pub mod snapshot;

pub use snapshot::{PageSnapshot, SnapshotError};
use std::fs::File;
use std::io::BufReader;
use std::path::Path;

use serde::{Deserialize, Serialize};
use thiserror::Error;

use crate::types::{ElementDescriptor, SnapshotVersion, Viewport};

#[derive(Debug, Error)]
pub enum SnapshotError {
    #[error("IO error: {0}")]
    Io(#[from] std::io::Error),
    #[error("Snapshot JSON error: {0}")]
    Json(#[from] serde_json::Error),
    #[error("Element {index} has invalid {field}: must be finite and non-negative")]
    InvalidGeometry { index: usize, field: &'static str },
    #[error("Viewport must have finite, positive dimensions")]
    InvalidViewport,
}

/// The capture layer's view of a page: viewport plus visible elements.
#[derive(Debug, Clone, PartialEq, Serialize, Deserialize)]
pub struct PageSnapshot {
    pub viewport: Viewport,
    pub elements: Vec<ElementDescriptor>,
}

#[derive(Deserialize)]
struct RawSnapshot {
    viewport: Viewport,
    #[serde(default)]
    elements: Vec<ElementDescriptor>,
}

impl PageSnapshot {
    /// Build a snapshot, enforcing the geometry invariant on every element.
    pub fn ingest(
        viewport: Viewport,
        elements: Vec<ElementDescriptor>,
    ) -> Result<Self, SnapshotError> {
        if !(viewport.width.is_finite() && viewport.width > 0.0)
            || !(viewport.height.is_finite() && viewport.height > 0.0)
        {
            return Err(SnapshotError::InvalidViewport);
        }

        for (index, el) in elements.iter().enumerate() {
            for (field, value) in [
                ("x", el.x),
                ("y", el.y),
                ("width", el.width),
                ("height", el.height),
            ] {
                if !value.is_finite() || value < 0.0 {
                    return Err(SnapshotError::InvalidGeometry { index, field });
                }
            }
        }

        Ok(Self { viewport, elements })
    }

    pub fn from_json(json: &str) -> Result<Self, SnapshotError> {
        let raw: RawSnapshot = serde_json::from_str(json)?;
        Self::ingest(raw.viewport, raw.elements)
    }

    /// Load a snapshot file written by the capture layer.
    pub fn load(path: &Path) -> Result<Self, SnapshotError> {
        let f = File::open(path)?;
        let raw: RawSnapshot = serde_json::from_reader(BufReader::new(f))?;
        Self::ingest(raw.viewport, raw.elements)
    }

    pub fn version(&self) -> SnapshotVersion {
        SnapshotVersion::compute(&self.viewport, &self.elements)
    }
}
use anyhow::Result;
use clap::{Parser, Subcommand};
use phichat::{Config, app, commands, logging};
use std::path::PathBuf;

#[derive(Parser)]
#[command(name = "phichat")]
#[command(version)]
#[command(about = "Chat with Gemini from the terminal", long_about = None)]
struct Cli {
    /// Directory holding config.toml, saved history and logs (default: ~/.phichat)
    #[arg(long, global = true)]
    data_dir: Option<PathBuf>,

    #[command(subcommand)]
    command: Option<Commands>,
}

#[derive(Subcommand)]
enum Commands {
    /// Send one prompt and print the reply
    Ask {
        /// Include the saved conversation as context and save the exchange
        #[arg(short = 'c', long = "continue")]
        resume: bool,

        /// The prompt; multiple words are joined with spaces
        #[arg(required = true, num_args = 1..)]
        prompt: Vec<String>,
    },
    /// Print the saved conversation
    History,
    /// Delete the saved conversation
    Clear,
}

#[tokio::main(flavor = "current_thread")]
async fn main() -> Result<()> {
    let cli = Cli::parse();

    let config = match &cli.data_dir {
        Some(dir) => Config::load_from(dir)?,
        None => Config::load()?,
    };

    match cli.command {
        None => {
            let _guard = logging::init_file(&config.log_dir())?;
            tracing::info!(model = %config.model, "Starting chat");
            app::run(config).await
        }
        Some(Commands::Ask { resume, prompt }) => {
            logging::init_stderr();
            commands::ask(&config, &prompt.join(" "), resume).await
        }
        Some(Commands::History) => {
            logging::init_stderr();
            commands::show_history(&config)
        }
        Some(Commands::Clear) => {
            logging::init_stderr();
            commands::clear_history(&config)
        }
    }
}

============================================================

* _What to work on_
The records above should be printed in full, exactly as they appear.

* _Answer to this problem_
pub mod snapshot;

pub use snapshot::{PageSnapshot, SnapshotError};
use std::fs::File;
use std::io::BufReader;
use std::path::Path;

use serde::{Deserialize, Serialize};
use thiserror::Error;

use crate::types::{ElementDescriptor, SnapshotVersion, Viewport};

#[derive(Debug, Error)]
pub enum SnapshotError {
    #[error("IO error: {0}")]
    Io(#[from] std::io::Error),
    #[error("Snapshot JSON error: {0}")]
    Json(#[from] serde_json::Error),
    #[error("Element {index} has invalid {field}: must be finite and non-negative")]
    InvalidGeometry { index: usize, field: &'static str },
    #[error("Viewport must have finite, positive dimensions")]
    InvalidViewport,
}

/// The capture layer's view of a page: viewport plus visible elements.
#[derive(Debug, Clone, PartialEq, Serialize, Deserialize)]
pub struct PageSnapshot {
    pub viewport: Viewport,
    pub elements: Vec<ElementDescriptor>,
}

#[derive(Deserialize)]
struct RawSnapshot {
    viewport: Viewport,
    #[serde(default)]
    elements: Vec<ElementDescriptor>,
}

impl PageSnapshot {
    /// Build a snapshot, enforcing the geometry invariant on every element.
    pub fn ingest(
        viewport: Viewport,
        elements: Vec<ElementDescriptor>,
    ) -> Result<Self, SnapshotError> {
        if !(viewport.width.is_finite() && viewport.width > 0.0)
            || !(viewport.height.is_finite() && viewport.height > 0.0)
        {
            return Err(SnapshotError::InvalidViewport);
        }

        for (index, el) in elements.iter().enumerate() {
            for (field, value) in [
                ("x", el.x),
                ("y", el.y),
                ("width", el.width),
                ("height", el.height),
            ] {
                if !value.is_finite() || value < 0.0 {
                    return Err(SnapshotError::InvalidGeometry { index, field });
                }
            }
        }

        Ok(Self { viewport, elements })
    }

    pub fn from_json(json: &str) -> Result<Self, SnapshotError> {
        let raw: RawSnapshot = serde_json::from_str(json)?;
        Self::ingest(raw.viewport, raw.elements)
    }

    /// Load a snapshot file written by the capture layer.
    pub fn load(path: &Path) -> Result<Self, SnapshotError> {
        let f = File::open(path)?;
        let raw: RawSnapshot = serde_json::from_reader(BufReader::new(f))?;
        Self::ingest(raw.viewport, raw.elements)
    }

    pub fn version(&self) -> SnapshotVersion {
        SnapshotVersion::compute(&self.viewport, &self.elements)
    }
}
use anyhow::Result;
use clap::{Parser, Subcommand};
use phichat::{Config, app, commands, logging};
use std::path::PathBuf;

#[derive(Parser)]
#[command(name = "phichat")]
#[command(version)]
#[command(about = "Chat with Gemini from the terminal", long_about = None)]
struct Cli {
    /// Directory holding config.toml, saved history and logs (default: ~/.phichat)
    #[arg(long, global = true)]
    data_dir: Option<PathBuf>,

    #[command(subcommand)]
    command: Option<Commands>,
}

#[derive(Subcommand)]
enum Commands {
    /// Send one prompt and print the reply
    Ask {
        /// Include the saved conversation as context and save the exchange
        #[arg(short = 'c', long = "continue")]
        resume: bool,

        /// The prompt; multiple words are joined with spaces
        #[arg(required = true, num_args = 1..)]
        prompt: Vec<String>,
    },
    /// Print the saved conversation
    History,
    /// Delete the saved conversation
    Clear,
}

#[tokio::main(flavor = "current_thread")]
async fn main() -> Result<()> {
    let cli = Cli::parse();

    let config = match &cli.data_dir {
        Some(dir) => Config::load_from(dir)?,
        None => Config::load()?,
    };

    match cli.command {
        None => {
            let _guard = logging::init_file(&config.log_dir())?;
            tracing::info!(model = %config.model, "Starting chat");
            app::run(config).await
        }
        Some(Commands::Ask { resume, prompt }) => {
            logging::init_stderr();
            commands::ask(&config, &prompt.join(" "), resume).await
        }
        Some(Commands::History) => {
            logging::init_stderr();
            commands::show_history(&config)
        }
        Some(Commands::Clear) => {
            logging::init_stderr();
            commands::clear_history(&config)
        }
    }
}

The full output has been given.